Dahulu kala, lepau atau pos ronda, tempat paling nyaman untuk adu gagasan. Saat ini, kebiasaannya tetap, hanya caranya yang sudah berbeda. Hape dijadikan media utama.
Sinisme, dari dulu hingga saat ini masih menarik di hati. Sindiran bertubi-tubi dialamatkan terhadap pribadi atau organisasi. Ibarat peluru, ditembakkan terus tanpa ragu. Lebih banyak sampah, daripada khasanah.
Tradisi debat aslinya tanpa penengah atau moderator. Waktu itu, prosesnya memang bukan untuk tontonan.
Tapi begitu formatnya berubah, diperlukan tukang kipas atau penengah yang tidak berat sebelah.
Ada moderator saja sering terjadi dispute. Lalu saling melempar kata kotor. Menggebrak meja, menyiramkan air dari gelas. Sekarang ini figur semirip itu banyak yang menggemari.
Diksi kasar yang digunakan malah dipuja-puja. Jika salah, masih dibela-bela.

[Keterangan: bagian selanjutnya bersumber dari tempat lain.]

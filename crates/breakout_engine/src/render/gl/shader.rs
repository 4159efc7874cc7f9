//! Opaque handle to an already compiled shader program

use super::DrawContext;
use crate::foundation::math::{Mat4, Vec3};
use std::rc::Rc;

/// Compiled GPU program exposing named uniform setters
///
/// Compilation and linking happen elsewhere; this handle does not own the
/// program object and never deletes it.
pub struct ShaderProgram<C: DrawContext> {
    context: Rc<C>,
    program: C::Program,
    name: String,
}

impl<C: DrawContext> ShaderProgram<C> {
    /// Wrap an existing program handle
    pub fn from_raw(context: &Rc<C>, program: C::Program, name: impl Into<String>) -> Self {
        Self {
            context: Rc::clone(context),
            program,
            name: name.into(),
        }
    }

    /// Make this program current
    pub fn activate(&self) -> &Self {
        self.context.use_program(Some(self.program));
        self
    }

    /// Set an integer uniform (texture units, flags)
    pub fn set_integer(&self, name: &str, value: i32) -> &Self {
        self.context.set_uniform_i32(self.program, name, value);
        self
    }

    /// Set a 4x4 matrix uniform
    pub fn set_matrix4(&self, name: &str, value: &Mat4) -> &Self {
        self.context.set_uniform_mat4(self.program, name, value);
        self
    }

    /// Set a 3-component vector uniform
    pub fn set_vector3f(&self, name: &str, value: &Vec3) -> &Self {
        self.context.set_uniform_vec3(self.program, name, value);
        self
    }

    /// Name the program was registered under
    pub fn name(&self) -> &str {
        &self.name
    }
}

Jika akhirnya harus menghakimi, maka berlakulah hukum yang berlawanan. Aku pintar, mereka goblog. Aku bertaqwa, mereka pendosa. Aku taat, mereka bejat. Aku suci, mereka kotor sekali.
Kosa kata yang seharusnya berkembang, malah menyempit.

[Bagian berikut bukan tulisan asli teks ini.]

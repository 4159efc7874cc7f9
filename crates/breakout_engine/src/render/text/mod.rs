//! Text rendering system
//!
//! Glyph caching, text layout, and text rendering for a single ASCII face
//! per renderer.

pub mod atlas_loader;
pub mod config;
pub mod error;
pub mod glyph;
pub mod layout;
pub mod rasterizer;
pub mod registry;
pub mod text_renderer;

#[cfg(test)]
pub(crate) mod test_support;

pub use atlas_loader::*;
pub use config::*;
pub use error::*;
pub use glyph::*;
pub use layout::*;
pub use rasterizer::*;
pub use registry::*;
pub use text_renderer::*;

Mereka tertarik topik yang paling aktual dan viral. Yang paling asyik, membuat konten yang sensasional. Ukurannya, topik itu banyak ditanggapi oleh mereka yang mengerti atau yang sedang sakit hati.
Debat di media sosial, menjurus ke katarsis. Mereka membutuhkan mesin cuci, untuk membasuh emosi di tempat lain yang sedang dihadapi. Sementara lumayanlah mampu untuk mengurangi beban kehidupan yang asli.
Katarsis itu pelenyapan, penggantian, atau pengalihwujudan emosi yang sedang merusak. Harapannya, hati merasa lebih lega. Harga diri pun serasa lebih mulia.
Krisis eksistensi diri bisa melanda siapa saja, dan kapan saja. Bayangkan, jika tidak tersedia penyalurannya.
Beruntunglah kita mengalami era warung kopi digital. Ingin merasa pintar sendiri, bisa. Atau berbagi kepintaran pun bisa.
Terlihat gejala, jika situasi aman terkendali, kita cenderung menjadi lebih buas. Tiap hari mencari lawan. Ingin sekali menjadi singa yang disegani.
Tetapi jika situasi berubah menjadi genting, cepat-cepat menjadi kijang jompo yang tak bisa lari. "In pace leones, in proello cervi". Gayung bersambut, kata pun berjawab.